Multithreading is a popular programming and execution model that allows multiple threads to exist within the context of a single process, sharing the process' resources but able to execute independently. The threaded programming model provides developers with a useful abstraction of concurrent execution. However, perhaps the most interesting application of the technology is when it is applied to a single process to enable parallel execution on a multiprocessor system.
This advantage of a multi-threaded program allows it to operate faster on computer systems that have multiple CPUs, CPUs with multiple cores, or across a cluster of machines. This is because the threads of the program naturally lend themselves for truly concurrent execution. In such a case, the programmer needs to be careful to avoid race conditions, and other non-intuitive behaviors. In order for data to be correctly manipulated, threads will often need to rendezvous in time in order to process the data in the correct order. Threads may also require atomic operations (often implemented using semaphores) in order to prevent common data from being simultaneously modified, or read while in the process of being modified. Careless use of such primitives can lead to deadlocks.
Operating systems generally implement threads in one of two ways: preemptive multithreading, or cooperative multithreading. Preemptive multithreading is generally considered the superior implementation, as it allows the operating system to determine when a context switch should occur. Cooperative multithreading, on the other hand, relies on the threads themselves to relinquish control once they are at a stopping point. This can create problems if a thread is waiting for a resource to become available. The disadvantage to preemptive multithreading is that the system may make a context switch at an inappropriate time, causing priority inversion or other bad effects which may be avoided by cooperative multithreading.
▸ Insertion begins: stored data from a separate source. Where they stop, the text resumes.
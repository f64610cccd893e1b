//! Admission strategies and their shared types.

mod fixed_window;
mod sliding_window;
mod token_bucket;
mod types;

pub use fixed_window::{FixedWindow, TimeWindow};
pub use sliding_window::{SlidingWindow, SLIDING_WINDOW};
pub use token_bucket::TokenBucket;
pub use types::{Admission, RateLimitConfig, RateLimitResult, RateLimitState, RateLimitStrategy};

use tokio::time::Instant;

use crate::error::Result;

/// Algorithm-specific state, one variant per strategy.
#[derive(Debug, Clone)]
enum Algorithm {
    TokenBucket(TokenBucket),
    SlidingWindow(SlidingWindow),
    FixedWindow(FixedWindow),
}

/// A single limiter's admission state.
///
/// Not synchronized on its own; the engine serializes access per limiter.
#[derive(Debug, Clone)]
pub struct RateLimiter {
    algorithm: Algorithm,
    total_count: u64,
    rejected_count: u64,
}

impl RateLimiter {
    /// Build the strategy described by `config`.
    pub fn new(config: &RateLimitConfig) -> Result<Self> {
        Self::new_at(config, Instant::now())
    }

    /// Build the strategy described by `config` with its clock starting at `now`.
    pub fn new_at(config: &RateLimitConfig, now: Instant) -> Result<Self> {
        config.validate()?;

        let algorithm = match config.strategy {
            RateLimitStrategy::TokenBucket => {
                Algorithm::TokenBucket(TokenBucket::from_config(config, now))
            }
            RateLimitStrategy::SlidingWindow => {
                Algorithm::SlidingWindow(SlidingWindow::from_config(config))
            }
            RateLimitStrategy::FixedWindow => {
                Algorithm::FixedWindow(FixedWindow::from_config(config, now))
            }
        };

        Ok(Self {
            algorithm,
            total_count: 0,
            rejected_count: 0,
        })
    }

    /// Ask for admission of `tokens` units of work at `now`.
    ///
    /// Only the token bucket honors the weight; window strategies always
    /// count one request.
    pub fn try_acquire_at(&mut self, tokens: f64, now: Instant) -> Admission {
        let admission = match &mut self.algorithm {
            Algorithm::TokenBucket(bucket) => bucket.try_consume_at(tokens, now),
            Algorithm::SlidingWindow(window) => window.try_acquire_at(now),
            Algorithm::FixedWindow(window) => window.try_acquire_at(now),
        };

        self.total_count += 1;
        if !admission.allowed {
            self.rejected_count += 1;
        }
        admission
    }

    /// Ask for admission of one unit of work now.
    pub fn try_acquire(&mut self) -> Admission {
        self.try_acquire_at(1.0, Instant::now())
    }

    /// Zero the total and rejected counters, keeping the strategy state.
    pub fn clear_counts(&mut self) {
        self.total_count = 0;
        self.rejected_count = 0;
    }

    /// The strategy this limiter runs.
    pub fn strategy(&self) -> RateLimitStrategy {
        match self.algorithm {
            Algorithm::TokenBucket(_) => RateLimitStrategy::TokenBucket,
            Algorithm::SlidingWindow(_) => RateLimitStrategy::SlidingWindow,
            Algorithm::FixedWindow(_) => RateLimitStrategy::FixedWindow,
        }
    }

    /// Snapshot of the internal counters.
    pub fn state(&self) -> RateLimitState {
        self.state_at(Instant::now())
    }

    /// Snapshot of the internal counters as seen at `now`.
    pub fn state_at(&self, now: Instant) -> RateLimitState {
        let mut state = RateLimitState {
            total_count: self.total_count,
            rejected_count: self.rejected_count,
            ..Default::default()
        };
        match &self.algorithm {
            Algorithm::TokenBucket(bucket) => {
                state.tokens = Some(bucket.tokens());
            }
            Algorithm::SlidingWindow(window) => {
                state.request_count = Some(window.request_count());
            }
            Algorithm::FixedWindow(window) => {
                state.request_count = Some(window.current_count());
                state.window_age_ms = Some(window.window_age(now).as_millis() as u64);
            }
        }
        state
    }
}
Traditional mainstream computing hardware did not have much support for multithreading as switching between threads was generally already quicker than full process context switches. Processors in embedded systems, which have higher requirements for real-time behaviors, might support multithreading by decreasing the thread switch time, perhaps by allocating a dedicated register file for each thread instead of saving/restoring a common register file. In the late 1990s, the idea of executing instructions from multiple threads simultaneously has become known as simultaneous multithreading. This feature was introduced in Intel's Pentium 4 processor, with the name Hyper-threading.
Processes, threads, and fibers
The concept of a process, thread, and fiber are interrelated by a sense of "ownership" and of containment.
A process is the "heaviest" unit of kernel scheduling. Processes own resources allocated by the operating system. Resources include memory, file handles, sockets, device handles, and windows. Processes do not share address spaces or file resources except through explicit methods such as inheriting file handles or shared memory segments, or mapping the same file in a shared way. Processes are typically pre-emptively multitasked. However, Windows 3.1 and older versions of Mac OS used co-operative or non-preemptive multitasking.
A thread is the "lightest" unit of kernel scheduling. At least one thread exists within each process. If multiple threads can exist within a process, then they share the same memory and file resources. Threads are pre-emptively multitasked if the operating system's process scheduler is pre-emptive. Threads do not own resources except for a stack and a copy of the registers including the program counter.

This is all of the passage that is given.